HONG KONG (AFP) – Asian markets mostly rose on Wednesday (April 28) but there was little conviction among investors as they await the end of the Federal Reserve’s latest policy meeting and US President Joe Biden’s first speech to Congress later in the day.
There was no inspiration from Wall Street, which provided a tepid lead despite another day of forecast-beating earnings, which analysts said indicated the latest rally may have run out of steam.
While in some countries vaccines are rolling out, lockdowns are easing and economies are recovering, there is a growing concern that frightening spikes in others – particularly India and Brazil – could deal a blow to the global rebound.
Adding to the mix is the long-running worry about inflation, with many observers warning that the expected surge in economic activity and demand will put massive upward pressure on prices that will force central banks to hike interest rates from their current ultra-low levels.
With that in mind the Fed’s meeting this week will be pored over for an idea about its plans for monetary policy as the recovery in the world’s top economy gathers pace.
Fed boss Jerome Powell is expected to repeat his mantra that borrowing costs will be kept at record lows until unemployment has been tamed and inflation is consistently running hot.

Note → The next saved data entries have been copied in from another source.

impl<T: AsyncTransport, H: EventHandler> KnxClient<T, H> {
    /// Create a client. Binds the transport to an ephemeral local port.
    pub fn new(config: ClientConfig, mut transport: T, handler: H) -> Result<Self> {
        transport.bind(0)?;
        Ok(Self {
            machine: TunnelMachine::new(config.machine_config()),
            transport,
            handler,
            datapoints: FnvIndexMap::new(),
            pending_confirms: FnvIndexMap::new(),
            rx_buffer: [0u8; RX_BUFFER_SIZE],
        })
    }

    /// Register a datapoint binding.
    ///
    /// # Errors
    ///
    /// Returns `QueueFull` when [`MAX_DATAPOINTS`] bindings exist.
    pub fn add_datapoint(&mut self, datapoint: Datapoint) -> Result<()> {
        self.datapoints
            .insert(datapoint.address.raw(), datapoint)
            .map_err(|_| KnxError::write_queue_full())?;
        Ok(())
    }

    /// Look up a binding's last known value.
    pub fn value_of(&self, address: GroupAddress) -> Option<&KnxValue> {
        self.datapoints
            .get(&address.raw())
            .and_then(|dp| dp.value.as_ref())
    }

    /// Current connection state.
    pub fn state(&self) -> ConnectionState {
        self.machine.state()
    }

    /// Borrow the handler (e.g. to read accumulated test state).
    pub fn handler(&self) -> &H {
        &self.handler
    }

    /// Start the connection. Completion is reported through
    /// [`EventHandler::connected`] once the gateway answers.
    pub async fn connect(&mut self) -> Result<()> {
        self.machine.connect(Instant::now())?;
        self.flush().await?;
        self.dispatch_events();
        Ok(())
    }

    /// Close the connection. Queued writes are cancelled.
    pub async fn disconnect(&mut self) -> Result<()> {
        self.pending_confirms.clear();
        self.machine.disconnect(Instant::now())?;
        self.flush().await?;
        self.dispatch_events();
        Ok(())
    }

    /// Write a typed value to a bound group address.
    ///
    /// The telegram is encoded with the binding's DPT and queued behind
    /// the single-in-flight window. The cached value is only committed
    /// when the gateway confirms the telegram; a negative confirmation
    /// surfaces as [`EventHandler::error`] with `WriteRejected` and
    /// leaves the value unchanged.
    ///
    /// # Errors
    ///
    /// `UnknownType` when the address has no binding; DPT range/length
    /// errors reject the write locally without emission.
    pub async fn write(&mut self, address: GroupAddress, value: KnxValue) -> Result<()> {
        let dpt = self
            .datapoints
            .get(&address.raw())
            .map(|dp| dp.dpt)
            .ok_or_else(KnxError::unknown_dpt)?;

        let mut payload_buf = [0u8; 16];
        let len = dpt.encode_value(&value, &mut payload_buf)?;
        let payload = if dpt.is_small() {
            GroupPayload::Small(payload_buf[0])
        } else {
            GroupPayload::Bytes(&payload_buf[..len])
        };

        let source = self.source_address();
        let mut cemi = [0u8; MAX_CEMI_SIZE];
        let cemi_len = encode_group_write(source, address, payload, &mut cemi)?;

        self.machine.submit(&cemi[..cemi_len], Instant::now())?;
        // remember the value until L_Data.con arrives
        let _ = self.pending_confirms.insert(address.raw(), value);

        self.flush().await?;
        self.dispatch_events();
        Ok(())
    }

    /// Issue a GroupValue_Read. The answer arrives as a group event and
    /// updates the binding like any other indication.
    pub async fn read(&mut self, address: GroupAddress) -> Result<()> {
        let source = self.source_address();
        let mut cemi = [0u8; MAX_CEMI_SIZE];
        let len = encode_group_read(source, address, &mut cemi)?;
        self.machine.submit(&cemi[..len], Instant::now())?;
        self.flush().await?;
        self.dispatch_events();
        Ok(())
    }

    /// Answer a GroupValue_Read observed on the bus.
    pub async fn respond(&mut self, address: GroupAddress, value: KnxValue) -> Result<()> {
        let dpt = self
            .datapoints
            .get(&address.raw())
            .map(|dp| dp.dpt)
            .ok_or_else(KnxError::unknown_dpt)?;

        let mut payload_buf = [0u8; 16];
        let len = dpt.encode_value(&value, &mut payload_buf)?;
        let payload = if dpt.is_small() {
            GroupPayload::Small(payload_buf[0])
        } else {
            GroupPayload::Bytes(&payload_buf[..len])
        };

        let source = self.source_address();
        let mut cemi = [0u8; MAX_CEMI_SIZE];
        let cemi_len = encode_group_response(source, address, payload, &mut cemi)?;
        self.machine.submit(&cemi[..cemi_len], Instant::now())?;
        self.flush().await?;
        self.dispatch_events();
        Ok(())
    }

    /// Run one step of the event loop: wait for the next datagram or the
    /// machine's earliest deadline, feed the machine, send what it
    /// produced and dispatch notifications.
    pub async fn poll(&mut self) -> Result<()> {
        self.flush().await?;

        let now = Instant::now();
        match self.machine.next_timeout() {
            Some(deadline) if deadline <= now => {
                self.machine.handle_timeout(now);
            }
            Some(deadline) => {
                let window = deadline - now;
                match with_timeout(window, self.transport.recv_from(&mut self.rx_buffer)).await
                {
                    Ok(Ok((len, _from))) => {
                        // codec errors drop the datagram, nothing else
                        let _ = self
                            .machine
                            .handle_datagram(&self.rx_buffer[..len], Instant::now());
                    }
                    Ok(Err(err)) => return Err(err),
                    Err(_) => self.machine.handle_timeout(Instant::now()),
                }
            }
            None => {
                let (len, _from) = self.transport.recv_from(&mut self.rx_buffer).await?;
                let _ = self
                    .machine
                    .handle_datagram(&self.rx_buffer[..len], Instant::now());
            }
        }

        self.dispatch_events();
        self.flush().await?;
        Ok(())
    }

    fn source_address(&self) -> IndividualAddress {
        self.machine
            .assigned_address()
            .unwrap_or(self.machine.config().physical_address)
    }

    async fn flush(&mut self) -> Result<()> {
        while let Some(transmit) = self.machine.poll_transmit() {
            self.transport.send_to(&transmit.data, transmit.target).await?;
        }
        Ok(())
    }

    fn dispatch_events(&mut self) {
        while let Some(event) = self.machine.poll_event() {
            match event {
                TunnelEvent::Connecting { attempt } => self.handler.connecting(attempt),
                TunnelEvent::Connected {
                    channel_id,
                    assigned_address,
                } => {
                    self.handler.connected(channel_id, assigned_address);
                    self.issue_autoreads();
                }
                TunnelEvent::Disconnected { reason } => {
                    self.pending_confirms.clear();
                    // bindings survive a reconnect, their cached values
                    // do not
                    for dp in self.datapoints.values_mut() {
                        dp.value = None;
                    }
                    if let Some(err) = disconnect_error(reason) {
                        self.handler.error(&err);
                    }
                    self.handler.disconnected(reason);
                }
                TunnelEvent::CemiReceived(cemi) => self.process_cemi(&cemi),
                TunnelEvent::WriteDropped(reason) => {
                    self.handler.error(&KnxError::Write(reason));
                }
                TunnelEvent::ProtocolError(err) => self.handler.error(&err),
            }
        }
    }

    /// Queue a GroupValue_Read for every autoread binding.
    fn issue_autoreads(&mut self) {
        let source = self.source_address();
        let now = Instant::now();

        let mut reads: heapless::Vec<GroupAddress, MAX_DATAPOINTS> = heapless::Vec::new();
        for dp in self.datapoints.values() {
            if dp.autoread {
                let _ = reads.push(dp.address);
            }
        }

        for address in reads {
            let mut cemi = [0u8; MAX_CEMI_SIZE];
            match encode_group_read(source, address, &mut cemi) {
                Ok(len) => {
                    if self.machine.submit(&cemi[..len], now).is_err() {
                        crate::knx_log!(warn, "autoread for {} dropped, queue full", address);
                    }
                }
                Err(err) => self.handler.error(&err),
            }
        }
    }

    fn process_cemi(&mut self, cemi: &[u8]) {
        let frame = match CemiFrame::parse(cemi) {
            Ok(frame) => frame,
            Err(err) => {
                crate::knx_log!(warn, "undecodable cEMI frame, dropped");
                self.handler.error(&err);
                return;
            }
        };

        let ldata = match frame.ldata() {
            Ok(ldata) => ldata,
            Err(err) => {
                self.handler.error(&err);
                return;
            }
        };

        let Some(destination) = ldata.destination_group() else {
            return;
        };

        match frame.message_code {
            CemiMessageCode::LDataInd => {
                self.process_indication(
                    ldata.apci,
                    ldata.source,
                    destination,
                    ldata.payload(),
                );
            }
            CemiMessageCode::LDataCon => {
                self.process_confirmation(destination, ldata.ctrl1.has_error());
            }
            CemiMessageCode::LDataReq => {
                // requests only travel towards the gateway
            }
        }
    }

    fn process_indication(
        &mut self,
        apci: Apci,
        source: IndividualAddress,
        destination: GroupAddress,
        payload: GroupPayload<'_>,
    ) {
        let operation = match apci {
            Apci::GroupValueRead => GroupOperation::Read,
            Apci::GroupValueResponse => GroupOperation::Response,
            Apci::GroupValueWrite => GroupOperation::Write,
            Apci::Unknown(_) => return,
        };

        let mut raw: heapless::Vec<u8, 16> = heapless::Vec::new();
        match payload {
            GroupPayload::Small(v) => {
                let _ = raw.push(v);
            }
            GroupPayload::Bytes(bytes) => {
                let _ = raw.extend_from_slice(bytes);
            }
        }

        let mut decoded = None;
        let mut changed = None;
        if operation != GroupOperation::Read {
            if let Some(dp) = self.datapoints.get_mut(&destination.raw()) {
                match dp.dpt.decode_value(&raw) {
                    Ok(value) => {
                        if dp.value.as_ref() != Some(&value) {
                            changed = Some(value.clone());
                        }
                        dp.value = Some(value.clone());
                        decoded = Some(value);
                    }
                    Err(err) => {
                        crate::knx_log!(
                            warn,
                            "indication for {} does not decode as {}-byte value",
                            destination,
                            dp.dpt.byte_length()
                        );
                        self.handler.error(&err);
                    }
                }
            }
        }

        let event = GroupEvent {
            operation,
            source,
            destination,
            raw,
            value: decoded,
        };
        self.handler.group_event(&event);

        if let Some(value) = changed {
            self.handler.value_changed(destination, &value);
        }
    }

    /// `L_Data.con`: commit or reject the matching pending write.
    fn process_confirmation(&mut self, destination: GroupAddress, error: bool) {
        let Some(value) = self.pending_confirms.remove(&destination.raw()) else {
            return;
        };

        if error {
            crate::knx_log!(warn, "gateway rejected write to {}", destination);
            self.handler.error(&KnxError::write_rejected());
            return;
        }

        if let Some(dp) = self.datapoints.get_mut(&destination.raw()) {
            let changed = dp.value.as_ref() != Some(&value);
            dp.value = Some(value.clone());
            if changed {
                self.handler.value_changed(destination, &value);
            }
        }
    }
}
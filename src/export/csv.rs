// Author: kelexine (https://github.com/kelexine)
// export/csv.rs — CSV export logic

use crate::models::ScanResult;
use anyhow::{Context, Result};
use std::fs::File;
use std::io::BufWriter;
use std::path::Path;

/// One row per extracted function. Bodies stay out of the CSV — only their
/// presence and size — since multi-line spans make for miserable spreadsheets.
pub fn export_csv(result: &ScanResult, path: &Path) -> Result<()> {
    let f = File::create(path).with_context(|| format!("Cannot create {}", path.display()))?;
    let mut wtr = csv::Writer::from_writer(BufWriter::new(f));

    wtr.write_record(["Path", "Function", "Has Body", "Body Bytes", "Last Modified"])?;

    for script in &result.scripts {
        let last_mod = script
            .last_modified
            .map(|d| d.format("%Y-%m-%dT%H:%M:%SZ").to_string())
            .unwrap_or_default();

        for name in &script.index.names {
            let body = script.index.body_of(name);
            wtr.write_record([
                script.path.to_string_lossy().as_ref(),
                name,
                if body.is_some() { "yes" } else { "no" },
                &body.map(|b| b.len()).unwrap_or(0).to_string(),
                &last_mod,
            ])?;
        }
    }

    wtr.flush()?;
    println!("[SUCCESS] Exported CSV → {}", path.display());
    Ok(())
}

Still, many feel the bank might not be able to stick to that if prices continue to surge.
“This is a Fed which is oriented toward the market — they’ve boxed themselves in, in the sense that they’ve given the market a lot of reason to depend on them,” Komal Sri-Kumar, of Sri-Kumar Global Strategies Inc., told Bloomberg TV.
“If the Fed chairman changes tack you’re going to have a massive market correction.”
Still, the outlook remains positive, with analysts at Värde Partners saying in a report: “We see a strong backdrop to the economy and more evidence that there will be a material demand rebound in the second half.
“There have been no major signs of economic or consumer resilience or resolve falling away in the meantime. Rates remain the biggest risk factor to markets in our view, away from the obvious of a step change in the pandemic.
“Having said that, it seems to us difficult for rates to move substantially higher in the near term given the sharp moves of the first quarter and the still subdued economic environment.”
The next key event after the Fed will be Biden’s address to Congress, in which he is expected to unveil another huge spending plan, this on families, that will be paid for with taxes on the very wealthy.
Asian equity markets mostly rose, with Tokyo, Hong Kong, Shanghai, Sydney, Singapore, Wellington, Manila and Jakarta all seeing healthy gains, though Seoul and Taipei slipped.
Oil prices dipped slightly, a day after both contracts rallied more than one percent.
Observers will also be keeping a close eye on copper, which on Tuesday hit a decade-high near $10,000 per ton thanks to strong Chinese demand and tight supplies. The metal is considered a bellwether of the global economy as it is used in an array of goods.